Supernova Cosmology

In this final exercise, you will be analyzing data from Type Ia supernovae to try to constrain fundamental cosmological parameters, namely the portion of the energy in the universe that is composed of matter $\Omega_{m,0}$ and dark energy $\Omega_{\Lambda,0}$.

This notebook will build on all the skills and exercises covered in previously in the course and will require you to code up most of the material from scratch. Just progressing a decent ways through this notebook is already a huge accomplishment given that last week we were covering Python basics.

Objective Review

Remember, the overall goals here are to (1) learn the basics of using Python for data analysis and (2) get comfortable hacking at/debugging code.
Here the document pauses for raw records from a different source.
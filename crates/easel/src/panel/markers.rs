//! Panel updates embedded in tool-result text.

use super::PanelUpdate;

/// Opens the embedded update block.
pub const START_MARKER: &str = "<<<PANEL_UPDATES>>>";
/// Closes the embedded update block.
pub const END_MARKER: &str = "<<<END_PANEL_UPDATES>>>";

/// Append `updates` to `text` inside the marker block.
///
/// Returns `text` unchanged when there is nothing to embed.
pub fn embed_panel_updates(text: &str, updates: &[PanelUpdate]) -> String {
    if updates.is_empty() {
        return text.to_string();
    }

    match serde_json::to_string(updates) {
        Ok(json) => format!("{text}\n\n{START_MARKER}{json}{END_MARKER}"),
        Err(e) => {
            tracing::warn!(error = %e, "failed to encode panel updates");
            text.to_string()
        }
    }
}

/// Split embedded updates out of `text`.
///
/// The block is searched for from the end, since the embedder appends it
/// after whatever the snippet printed, and the snippet's own output may
/// contain the marker text. Text without a complete marker block, or whose
/// block does not hold a valid update array, comes back unchanged with no
/// updates.
pub fn extract_panel_updates(text: &str) -> (String, Vec<PanelUpdate>) {
    for (start, _) in text.rmatch_indices(START_MARKER) {
        let body_start = start + START_MARKER.len();
        let Some(body_len) = text[body_start..].rfind(END_MARKER) else {
            continue;
        };
        let body_end = body_start + body_len;

        match serde_json::from_str::<Vec<PanelUpdate>>(&text[body_start..body_end]) {
            Ok(updates) => {
                let before = text[..start].trim_end();
                let after = text[body_end + END_MARKER.len()..].trim_start();
                let stripped = match (before.is_empty(), after.is_empty()) {
                    (_, true) => before.to_string(),
                    (true, false) => after.to_string(),
                    (false, false) => format!("{before}\n{after}"),
                };
                return (stripped, updates);
            }
            Err(e) => tracing::debug!(error = %e, "ignoring malformed panel update block"),
        }
    }
    (text.to_string(), Vec::new())
}

#[cfg(test)]
#[allow(clippy::unwrap_used)]
mod tests {
    use super::*;
    use crate::store::models::{Panel, PanelKind};

    fn sample() -> Vec<PanelUpdate> {
        vec![PanelUpdate::add(
            Panel::new(
                "table-sales",
                PanelKind::Table {
                    table_id: "sales".into(),
                },
            ),
            None,
        )]
    }

    #[test]
    fn test_text_without_markers_is_unchanged() {
        let (text, updates) = extract_panel_updates("just some output");
        assert_eq!(text, "just some output");
        assert!(updates.is_empty());

        let (again, updates) = extract_panel_updates(&text);
        assert_eq!(again, text);
        assert!(updates.is_empty());
    }

    #[test]
    fn test_embedded_block_is_stripped() {
        let embedded = embed_panel_updates("Done.", &sample());
        assert!(embedded.contains(START_MARKER));

        let (text, updates) = extract_panel_updates(&embedded);
        assert_eq!(text, "Done.");
        assert_eq!(updates, sample());
    }

    #[test]
    fn test_text_after_block_is_kept() {
        let json = serde_json::to_string(&sample()).unwrap();
        let input = format!("before\n{START_MARKER}{json}{END_MARKER}\nafter");

        let (text, updates) = extract_panel_updates(&input);
        assert_eq!(text, "before\nafter");
        assert_eq!(updates.len(), 1);
    }

    #[test]
    fn test_invalid_json_returns_original() {
        let input = format!("out {START_MARKER}[{{not json{END_MARKER}");

        let (text, updates) = extract_panel_updates(&input);
        assert_eq!(text, input);
        assert!(updates.is_empty());
    }

    #[test]
    fn test_unterminated_block_returns_original() {
        let input = format!("out {START_MARKER}[]");

        let (text, updates) = extract_panel_updates(&input);
        assert_eq!(text, input);
        assert!(updates.is_empty());
    }

    #[test]
    fn test_marker_text_in_output_does_not_hide_block() {
        let output = format!("the delimiter is {START_MARKER} by the way");
        let embedded = embed_panel_updates(&output, &sample());

        let (text, updates) = extract_panel_updates(&embedded);
        assert_eq!(text, output);
        assert_eq!(updates, sample());
    }

    #[test]
    fn test_marker_text_inside_update_content() {
        let updates = vec![PanelUpdate::add(
            Panel::new(
                "notes",
                PanelKind::Markdown {
                    content: format!("{START_MARKER} and {END_MARKER}"),
                },
            ),
            None,
        )];
        let embedded = embed_panel_updates("ok", &updates);

        let (text, extracted) = extract_panel_updates(&embedded);
        assert_eq!(text, "ok");
        assert_eq!(extracted, updates);
    }

    #[test]
    fn test_embed_nothing() {
        assert_eq!(embed_panel_updates("x", &[]), "x");
    }
}
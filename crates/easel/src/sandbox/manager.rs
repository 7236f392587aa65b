//! One sandbox per workspace, expired after a period of disuse.

use std::collections::HashMap;
use std::sync::Arc;
use std::time::Duration;

use parking_lot::Mutex;
use tokio::task::JoinHandle;
use tokio::time::Instant;
use tokio_util::sync::CancellationToken;

use super::{Sandbox, SandboxError};
use crate::config::EaselConfig;
use crate::policy::{PolicyError, PolicyHandler};
use crate::store::WorkspaceStore;

/// How often idle sessions are swept.
const CLEANUP_INTERVAL: Duration = Duration::from_secs(60);

type Factory = dyn Fn(&str) -> Result<Sandbox, SandboxError> + Send + Sync;

struct Session {
    sandbox: Arc<Sandbox>,
    last_used: Instant,
}

/// Process-wide cache of sandboxes keyed by workspace ID.
pub struct SandboxManager {
    sessions: Mutex<HashMap<String, Session>>,
    idle_timeout: Duration,
    factory: Box<Factory>,
    cleanup: Mutex<Option<(CancellationToken, JoinHandle<()>)>>,
}

impl std::fmt::Debug for SandboxManager {
    fn fmt(&self, f: &mut std::fmt::Formatter<'_>) -> std::fmt::Result {
        f.debug_struct("SandboxManager")
            .field("sessions", &self.sessions.lock().len())
            .field("idle_timeout", &self.idle_timeout)
            .finish_non_exhaustive()
    }
}

impl SandboxManager {
    /// Create a manager that builds sandboxes with `factory`.
    pub fn new<F>(idle_timeout: Duration, factory: F) -> Self
    where
        F: Fn(&str) -> Result<Sandbox, SandboxError> + Send + Sync + 'static,
    {
        Self {
            sessions: Mutex::new(HashMap::new()),
            idle_timeout,
            factory: Box::new(factory),
            cleanup: Mutex::new(None),
        }
    }

    /// Create a manager whose sandboxes follow `config`.
    ///
    /// Fails if the `[files]` rules do not compile.
    pub fn from_config(store: WorkspaceStore, config: &EaselConfig) -> Result<Self, PolicyError> {
        let policy: Arc<dyn PolicyHandler> = Arc::new(config.file_policy()?);
        let limits = config.limits.clone();
        let skills_dir = config.skills_dir.clone();
        let env_allowlist = config.env_allowlist.clone();
        Ok(Self::new(config.sandbox_idle_timeout, move |workspace_id| {
            Sandbox::builder(workspace_id, store.clone())
                .limits(limits.clone())
                .policy_arc(policy.clone())
                .skills_dir(skills_dir.clone())
                .env_allowlist(env_allowlist.iter().cloned())
                .build()
        }))
    }

    /// The sandbox for `workspace_id`, created on first use.
    pub fn get_or_create(&self, workspace_id: &str) -> Result<Arc<Sandbox>, SandboxError> {
        let mut sessions = self.sessions.lock();
        if let Some(session) = sessions.get_mut(workspace_id) {
            session.last_used = Instant::now();
            return Ok(session.sandbox.clone());
        }

        let sandbox = Arc::new((self.factory)(workspace_id)?);
        sessions.insert(
            workspace_id.to_string(),
            Session {
                sandbox: sandbox.clone(),
                last_used: Instant::now(),
            },
        );
        tracing::info!(workspace_id = %workspace_id, "created sandbox session");
        Ok(sandbox)
    }

    /// Drop the session for `workspace_id`; returns whether one existed.
    pub fn destroy(&self, workspace_id: &str) -> bool {
        let removed = self.sessions.lock().remove(workspace_id).is_some();
        if removed {
            tracing::info!(workspace_id = %workspace_id, "destroyed sandbox session");
        }
        removed
    }

    /// Number of live sessions.
    pub fn active_sessions(&self) -> usize {
        self.sessions.lock().len()
    }

    /// Drop every session idle for longer than the idle timeout; returns
    /// how many were removed.
    pub fn cleanup_idle(&self) -> usize {
        let now = Instant::now();
        let mut sessions = self.sessions.lock();
        let before = sessions.len();
        sessions.retain(|workspace_id, session| {
            let keep = now.duration_since(session.last_used) <= self.idle_timeout;
            if !keep {
                tracing::info!(workspace_id = %workspace_id, "expiring idle sandbox session");
            }
            keep
        });
        before - sessions.len()
    }

    /// Start the periodic idle sweep. Calling this twice is a no-op.
    pub fn start(self: &Arc<Self>) {
        let mut cleanup = self.cleanup.lock();
        if cleanup.is_some() {
            return;
        }

        let token = CancellationToken::new();
        let manager = Arc::downgrade(self);
        let cancel = token.clone();
        let handle = tokio::spawn(async move {
            let mut ticker = tokio::time::interval(CLEANUP_INTERVAL);
            ticker.tick().await;
            loop {
                tokio::select! {
                    _ = cancel.cancelled() => break,
                    _ = ticker.tick() => {
                        let Some(manager) = manager.upgrade() else { break };
                        let removed = manager.cleanup_idle();
                        if removed > 0 {
                            tracing::debug!(removed, "swept idle sandbox sessions");
                        }
                    }
                }
            }
        });
        *cleanup = Some((token, handle));
        tracing::info!("sandbox manager started");
    }

    /// Stop the sweep and drop every session.
    pub async fn stop(&self) {
        let cleanup = self.cleanup.lock().take();
        if let Some((token, handle)) = cleanup {
            token.cancel();
            if let Err(e) = handle.await {
                tracing::warn!(error = %e, "sandbox cleanup task failed");
            }
        }
        self.sessions.lock().clear();
        tracing::info!("sandbox manager stopped");
    }
}
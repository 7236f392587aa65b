//! Tools offered to the model.
//!
//! The runtime exposes two: `execute`, which runs a JavaScript snippet in
//! the workspace sandbox and streams its panel updates, and `python`, which
//! forwards code to the external execution service when one is configured.

use std::sync::Arc;
use std::time::Duration;

use async_trait::async_trait;
use serde::{Deserialize, Serialize};
use serde_json::{Value, json};

use crate::panel::PanelUpdateQueue;
use crate::sandbox::{RemoteExecutor, Sandbox};

/// A tool's schema as sent to the provider.
#[derive(Debug, Clone, PartialEq, Serialize, Deserialize)]
pub struct ToolDefinition {
    /// Tool name (unique identifier).
    pub name: String,
    /// Human-readable description.
    pub description: String,
    /// JSON Schema for the tool's input.
    #[serde(default)]
    pub input_schema: Value,
}

impl ToolDefinition {
    /// Create a new tool definition.
    pub fn new(name: impl Into<String>, description: impl Into<String>, input_schema: Value) -> Self {
        Self {
            name: name.into(),
            description: description.into(),
            input_schema,
        }
    }
}

/// A tool invocation requested by the model.
#[derive(Debug, Clone, PartialEq)]
pub struct ToolCall {
    /// Provider-issued call ID.
    pub id: String,
    /// Tool name.
    pub name: String,
    /// Tool input.
    pub input: Value,
}

/// What a tool hands back to the model.
#[derive(Debug, Clone, PartialEq, Eq)]
pub struct ToolOutput {
    /// Result text.
    pub content: String,
    /// Whether the call failed.
    pub is_error: bool,
}

impl ToolOutput {
    /// A successful result.
    pub fn ok(content: impl Into<String>) -> Self {
        Self {
            content: content.into(),
            is_error: false,
        }
    }

    /// A failed result.
    pub fn error(content: impl Into<String>) -> Self {
        Self {
            content: content.into(),
            is_error: true,
        }
    }
}

/// Handler for model tool calls.
#[async_trait]
pub trait ToolHandler: Send + Sync {
    /// Schemas of the tools this handler serves.
    fn definitions(&self) -> Vec<ToolDefinition> {
        Vec::new()
    }

    /// Run one call.
    async fn invoke(&self, call: ToolCall) -> ToolOutput;
}

/// Blanket implementation for async closures.
///
/// ```rust
/// use easel::agent::{ToolCall, ToolHandler, ToolOutput};
///
/// let handler = |call: ToolCall| async move { ToolOutput::ok(format!("got {}", call.name)) };
/// # fn assert_handler(_: &impl ToolHandler) {}
/// # assert_handler(&handler);
/// ```
#[async_trait]
impl<F, Fut> ToolHandler for F
where
    F: Fn(ToolCall) -> Fut + Send + Sync,
    Fut: std::future::Future<Output = ToolOutput> + Send,
{
    async fn invoke(&self, call: ToolCall) -> ToolOutput {
        self(call).await
    }
}

/// Name of the JavaScript sandbox tool.
pub const EXECUTE_TOOL: &str = "execute";
/// Name of the remote Python tool.
pub const PYTHON_TOOL: &str = "python";

#[derive(Deserialize)]
struct CodeInput {
    code: String,
    #[serde(default)]
    timeout: Option<u64>,
}

/// The `execute` and `python` tools for one workspace and one query.
pub struct WorkspaceTools {
    sandbox: Arc<Sandbox>,
    queue: PanelUpdateQueue,
    python: Option<RemoteExecutor>,
}

impl std::fmt::Debug for WorkspaceTools {
    fn fmt(&self, f: &mut std::fmt::Formatter<'_>) -> std::fmt::Result {
        f.debug_struct("WorkspaceTools")
            .field("workspace_id", &self.sandbox.workspace_id())
            .field("has_python", &self.python.is_some())
            .finish_non_exhaustive()
    }
}

impl WorkspaceTools {
    /// Tools backed by `sandbox`, streaming panel updates into `queue`.
    pub fn new(sandbox: Arc<Sandbox>, queue: PanelUpdateQueue) -> Self {
        Self {
            sandbox,
            queue,
            python: None,
        }
    }

    /// Also offer the `python` tool.
    pub fn with_python(mut self, executor: RemoteExecutor) -> Self {
        self.python = Some(executor);
        self
    }

    async fn execute(&self, input: CodeInput) -> ToolOutput {
        match self.sandbox.execute_streaming(&input.code, &self.queue).await {
            Ok(output) if output.is_success() => ToolOutput::ok(output.text),
            Ok(output) => ToolOutput::error(output.text),
            Err(e) => ToolOutput::error(format!("Error: {e}")),
        }
    }

    async fn python(&self, executor: &RemoteExecutor, input: CodeInput) -> ToolOutput {
        let timeout = input
            .timeout
            .map(Duration::from_secs)
            .unwrap_or(RemoteExecutor::DEFAULT_TIMEOUT);
        match executor
            .execute(self.sandbox.workspace_id(), &input.code, timeout)
            .await
        {
            Ok(result) if result.success => ToolOutput::ok(result.to_text()),
            Ok(result) => ToolOutput::error(result.to_text()),
            Err(e) => ToolOutput::error(format!("Error: {e}")),
        }
    }
}

#[async_trait]
impl ToolHandler for WorkspaceTools {
    fn definitions(&self) -> Vec<ToolDefinition> {
        let mut tools = vec![ToolDefinition::new(
            EXECUTE_TOOL,
            "Run JavaScript in the workspace sandbox. The body may use top-level await and \
             return a value. Capabilities: read/write (table:, chart:, cards:, markdown:, file: \
             addresses), setTable/setChart/setCards/setMarkdown/setPdf, addPanel/removePanel/\
             updatePanel/movePanel, filter/pick/sort/map/unique/group, fetch, listSkills/\
             readSkill, env, download, log, setWorkspaceInfo, glob/search/edit/listFiles/\
             deleteFile, getFilePath/getWorkspaceDir.",
            json!({
                "type": "object",
                "properties": {
                    "code": { "type": "string", "description": "JavaScript snippet body" }
                },
                "required": ["code"]
            }),
        )];
        if self.python.is_some() {
            tools.push(ToolDefinition::new(
                PYTHON_TOOL,
                "Run Python in a persistent per-workspace session with pandas, numpy, \
                 matplotlib and openpyxl available. Use it for spreadsheets and heavy analysis.",
                json!({
                    "type": "object",
                    "properties": {
                        "code": { "type": "string", "description": "Python source" },
                        "timeout": { "type": "integer", "description": "Seconds, default 60" }
                    },
                    "required": ["code"]
                }),
            ));
        }
        tools
    }

    async fn invoke(&self, call: ToolCall) -> ToolOutput {
        let input: CodeInput = match serde_json::from_value(call.input) {
            Ok(input) => input,
            Err(e) => return ToolOutput::error(format!("Error: invalid input for {}: {e}", call.name)),
        };

        match (call.name.as_str(), &self.python) {
            (EXECUTE_TOOL, _) => self.execute(input).await,
            (PYTHON_TOOL, Some(executor)) => self.python(executor, input).await,
            (other, _) => ToolOutput::error(format!("Error: unknown tool {other}")),
        }
    }
}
Proceed at whatever pace is most suitable for you so that you feel you're learning new things and taking away skills that you can apply to coding in the future!

Preamble

As always, we will run the following cell to guarantee compatibility between Python 2 and 3.


In [ ]:
from __future__ import print_function, division
from six.moves import range

%matplotlib inline

Setting up the Problem

Measuring distances in astronomy is Really Hard. In general, there are two ways that are most commonly used:

  • Standard candles: These are objects whose luminosity $L$ we think we know. We can then derive the distance to these objects by measuring the observed flux $F$ via: $$ F = \frac{L}{4\pi d_L^2} ~\Rightarrow~ d_L = \sqrt{\frac{L}{4\pi F}} $$
  • Standard rulers: These are objects whose intrinsic size $r$ (width, radius, etc.) we think we know. We can then derive the distance to these objects by measuring their observed angular size $\theta$ via: $$ \tan \theta \approx \theta = \frac{r}{d_A} ~\Rightarrow~ d_A = \frac{r}{\theta} $$

We will be focusing on the first case using Type Ia Supernovae. These are explosions whose maximum brightness we think we know to pretty good accuracy.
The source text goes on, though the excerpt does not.